The sucre gets its name from the Spanish initials for Sistema Único de Compensación Regional, or Unified System for Regional Compensation, and is also named after Antonio Jose de Sucre, a Latin American independence leader who fought alongside Simón Bolívar.
The sucre is a regional currency used in commercial exchanges between members of the Bolivarian Alliance of the Americas (ALBA) – instead of the U.S dollar – in order to decrease dependence on the U.S. dollar. It is currently a virtual currency but the long-term plan is to make it into a hard currency.
Paying for goods with the sucre avoids the transaction costs incurred when using dollars on the international market and encourages a more stable trading system that is less influenced by global economic conditions.

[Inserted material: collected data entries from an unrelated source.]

//! In-order command queues and completion events.
//!
//! A [`Queue`] is a logical handle on the single `wgpu` queue of its
//! context; every queue of a context, siblings included, submits in one
//! order. Commands are validated inside error scopes at the enqueue call, so
//! an invalid command fails there and never poisons later calls.

use std::fmt;
use std::sync::Arc;

use crossbeam_channel::{Receiver, TryRecvError};
use parking_lot::Mutex;

use crate::device::{Context, ContextId, Device, QueueId};
use crate::error::{StencilError, StencilResult};

struct EventState {
    context: Option<ContextId>,
    device: Option<Arc<wgpu::Device>>,
    receiver: Option<Receiver<Result<(), String>>>,
    result: Mutex<Option<Result<(), String>>>,
}

/// Completion handle of an enqueued command.
///
/// Cloning yields another handle to the same completion.
#[derive(Clone)]
pub struct Event {
    state: Arc<EventState>,
}

impl Event {
    fn resolved(context: Option<ContextId>, result: Result<(), String>) -> Self {
        Self {
            state: Arc::new(EventState {
                context,
                device: None,
                receiver: None,
                result: Mutex::new(Some(result)),
            }),
        }
    }

    /// An event that has already completed successfully.
    pub fn completed() -> Self {
        Self::resolved(None, Ok(()))
    }

    /// Event completed by a message on `receiver`, delivered while `device`
    /// is polled.
    pub(crate) fn pending(
        context: ContextId,
        device: Arc<wgpu::Device>,
        receiver: Receiver<Result<(), String>>,
    ) -> Self {
        Self {
            state: Arc::new(EventState {
                context: Some(context),
                device: Some(device),
                receiver: Some(receiver),
                result: Mutex::new(None),
            }),
        }
    }

    fn try_resolve(&self, maintain: wgpu::Maintain) -> Option<Result<(), String>> {
        let mut result = self.state.result.lock();
        if let Some(done) = result.as_ref() {
            return Some(done.clone());
        }
        let (Some(device), Some(receiver)) = (&self.state.device, &self.state.receiver) else {
            return None;
        };
        device.poll(maintain);
        let received = match receiver.try_recv() {
            Ok(r) => r,
            Err(TryRecvError::Empty) => return None,
            Err(TryRecvError::Disconnected) => Err("Command was dropped before completing".to_string()),
        };
        *result = Some(received.clone());
        Some(received)
    }

    fn wait_raw(&self) -> Result<(), String> {
        loop {
            if let Some(result) = self.try_resolve(wgpu::Maintain::Wait) {
                return result;
            }
        }
    }

    /// Blocks until the command finished.
    ///
    /// # Errors
    ///
    /// Returns [`StencilError::Device`] if the command failed.
    pub fn wait(&self) -> StencilResult<()> {
        self.wait_raw().map_err(StencilError::Device)
    }

    /// Returns `true` once the command finished (successfully or not).
    pub fn is_complete(&self) -> bool {
        self.try_resolve(wgpu::Maintain::Poll).is_some()
    }

    /// Context the command was submitted into, if any.
    pub fn context(&self) -> Option<ContextId> {
        self.state.context
    }

    /// Waits for every event, reporting the first failure.
    pub fn wait_all(events: &[Event]) -> StencilResult<()> {
        events.iter().try_for_each(Event::wait)
    }
}

impl fmt::Debug for Event {
    fn fmt(&self, f: &mut fmt::Formatter<'_>) -> fmt::Result {
        f.debug_struct("Event")
            .field("context", &self.state.context)
            .field("complete", &self.state.result.lock().is_some())
            .finish()
    }
}

struct QueueInner {
    id: QueueId,
    context: Context,
    device: Device,
}

/// In-order command queue of one device.
///
/// Cloning yields another handle to the same queue.
#[derive(Clone)]
pub struct Queue {
    inner: Arc<QueueInner>,
}

impl Queue {
    /// Creates a queue for `device` in `context`.
    ///
    /// # Errors
    ///
    /// Returns [`StencilError::Device`] if the device is not part of the
    /// context.
    pub fn new(context: &Context, device: &Device) -> StencilResult<Self> {
        if !context.contains(device) {
            return Err(StencilError::device(format!(
                "Invalid device: {} is not part of {}",
                device.id(),
                context.id()
            )));
        }
        Ok(Self {
            inner: Arc::new(QueueInner {
                id: QueueId::fresh(),
                context: context.clone(),
                device: device.clone(),
            }),
        })
    }

    /// Process-unique identity.
    #[inline]
    pub fn id(&self) -> QueueId {
        self.inner.id
    }

    /// Context the queue submits into.
    #[inline]
    pub fn context(&self) -> &Context {
        &self.inner.context
    }

    /// Device executing the queue's commands.
    #[inline]
    pub fn device(&self) -> &Device {
        &self.inner.device
    }

    /// Creates another queue on the same device and context.
    pub fn sibling(&self) -> StencilResult<Queue> {
        Queue::new(self.context(), self.device())
    }

    /// Makes the next command wait for `wait_list`.
    ///
    /// Work of the same context is already ordered by the shared `wgpu`
    /// queue; only events of other contexts are waited for on the host.
    pub(crate) fn wait_for(&self, wait_list: &[Event]) -> StencilResult<()> {
        let own = Some(self.context().id());
        for event in wait_list {
            if event.context() != own {
                event
                    .wait()
                    .map_err(|e| StencilError::device(format!("Dependency failed: {}", e)))?;
            } else if let Some(Err(msg)) = event.state.result.lock().as_ref() {
                return Err(StencilError::device(format!("Dependency failed: {}", msg)));
            }
        }
        Ok(())
    }

    /// Event completing once everything submitted so far finished.
    pub(crate) fn completion(&self) -> Event {
        let gpu = self.context().gpu();
        let (sender, receiver) = crossbeam_channel::bounded(1);
        gpu.queue.on_submitted_work_done(move || {
            let _ = sender.send(Ok(()));
        });
        Event::pending(self.context().id(), Arc::clone(&gpu.device), receiver)
    }

    /// Records commands with `record` and submits them after `wait_list`.
    ///
    /// Recording and submission run inside error scopes, so validation
    /// failures surface here.
    pub(crate) fn submit_with<R, F>(&self, label: &str, wait_list: &[Event], record: F) -> StencilResult<(R, Event)>
    where
        F: FnOnce(&wgpu::Device, &mut wgpu::CommandEncoder) -> R,
    {
        self.wait_for(wait_list)?;
        let out = self.context().gpu().checked(label, |device, queue| {
            let mut encoder = device.create_command_encoder(&wgpu::CommandEncoderDescriptor { label: Some(label) });
            let out = record(device, &mut encoder);
            queue.submit(Some(encoder.finish()));
            out
        })?;
        Ok((out, self.completion()))
    }

    /// Enqueues a marker completing once all previously enqueued commands did.
    pub fn enqueue_marker(&self) -> StencilResult<Event> {
        self.context().gpu().checked("Marker", |_, queue| {
            queue.submit(std::iter::empty());
        })?;
        Ok(self.completion())
    }

    /// Blocks until every enqueued command finished.
    ///
    /// # Errors
    ///
    /// Returns [`StencilError::Device`] if the GPU device was lost.
    pub fn finish(&self) -> StencilResult<()> {
        self.context().gpu().wait_idle()
    }
}

impl PartialEq for Queue {
    fn eq(&self, other: &Self) -> bool {
        self.id() == other.id()
    }
}

impl Eq for Queue {}

impl fmt::Debug for Queue {
    fn fmt(&self, f: &mut fmt::Formatter<'_>) -> fmt::Result {
        f.debug_struct("Queue")
            .field("id", &self.id())
            .field("device", &self.device().name())
            .field("context", &self.context().id())
            .finish()
    }
}

#[cfg(test)]
mod tests {
    use super::*;
    use crate::config::PlatformOptions;
    use crate::device::{Buffer, Platform};

    #[test]
    fn test_completed_event() {
        let event = Event::completed();
        assert!(event.is_complete());
        assert!(event.wait().is_ok());
        assert!(event.context().is_none());
        assert!(Event::wait_all(&[event.clone(), event]).is_ok());
    }

    #[test]
    fn test_failed_event_reports_message() {
        let event = Event::resolved(None, Err("Out of resources".to_string()));
        assert!(event.is_complete());
        assert!(event.wait().unwrap_err().to_string().contains("Out of resources"));
    }

    #[test]
    #[ignore = "Requires GPU"]
    fn test_marker_completes() {
        let platform = Platform::init(PlatformOptions::uniform(1)).unwrap();
        let queue = &platform.queues()[0];
        let marker = queue.enqueue_marker().unwrap();
        marker.wait().unwrap();
        assert!(marker.is_complete());
        assert_eq!(marker.context(), Some(queue.context().id()));
        queue.finish().unwrap();
    }

    #[test]
    #[ignore = "Requires GPU"]
    fn test_siblings_share_submission_order() {
        let platform = Platform::init(PlatformOptions::uniform(1)).unwrap();
        let queue = &platform.queues()[0];
        let sibling = queue.sibling().unwrap();
        assert_ne!(queue.id(), sibling.id());
        assert_eq!(queue.context(), sibling.context());

        let buf = Buffer::<i32>::new(queue.context(), 4).unwrap();
        queue.enqueue_write_buffer(&buf, 0, vec![1, 2, 3, 4], &[]).unwrap();
        // Ordered behind the write without an explicit dependency.
        assert_eq!(sibling.read_buffer(&buf).unwrap(), vec![1, 2, 3, 4]);
    }

    #[test]
    #[ignore = "Requires GPU"]
    fn test_failed_dependency_propagates() {
        let platform = Platform::init(PlatformOptions::uniform(2)).unwrap();
        let bad = Event::resolved(Some(platform.queues()[1].context().id()), Err("boom".to_string()));
        let err = platform.queues()[0].enqueue_marker().and_then(|_| platform.queues()[0].wait_for(&[bad]));
        assert!(err.unwrap_err().to_string().contains("boom"));
    }
}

“The development of the SUCRE from July [last year] to December has advanced at a moderate, but positive pace. Over 40 million [U.S] dollars in value was exchanged [between Venezuela and Ecuador], that is, over 38 million sucres, which represents an important overall percentage of trade during that time,” said Patiño.
Maduro said that the July to December trading served to “remove any doubts,” and that the aim is to eventually conduct all trade between the two countries using the sucre. For this year, the aim is “at least 50% of commercial bi-national trade,” he said.
“This unified system of compensation of payments is a completely logical idea, and scientifically demonstrated that it is important, positive, and convenient for our countries,” Patiño said.
The foreign ministers and the Venezuela president also discussed their advancement on forty projects they are jointly developing, which can be categorised into six areas of cooperation: social sovereignty, energy sovereignty, security and defence sovereignty, productive sovereignty, financial and commercial sovereignty, and knowledge sovereignty.
Many of the agreements are centred on technology and knowledge exchange. One agreement includes taking Venezuela’s “Infocentros” – public centres with free internet and computer usage – to Ecuador. This will involve Venezuelans training Ecuadorians, and mutual development of scientific and technical knowledge.
Another agreement involves a similar exchange of experiences, knowledge, and technology in both traditional and Western medicine.
Finally, the ministers and the president also discussed putting a joint investment fund for economic projects that mutually benefit Ecuador and Venezuela, into practice.
The two governments evaluate the progress of the agreements every three months.
According to Patiño, overall trade between the two countries reached $1 billion in 2010, an amount he estimates will be exceeded this year.
Solidarity from Ecuador
Maduro also thanked the Ecuadorian minister for the help and expressions of solidarity his country shared with Venezuela following the intense flooding towards the end of last year.
Ecuador sent Venezuela food and medicine on four occasions during December last year.
According to AVN, the most recent donation from Ecuador was on 21 December, when Ecuador sent 13 tonnes of medicine, water purifiers, and non-perishable food kits.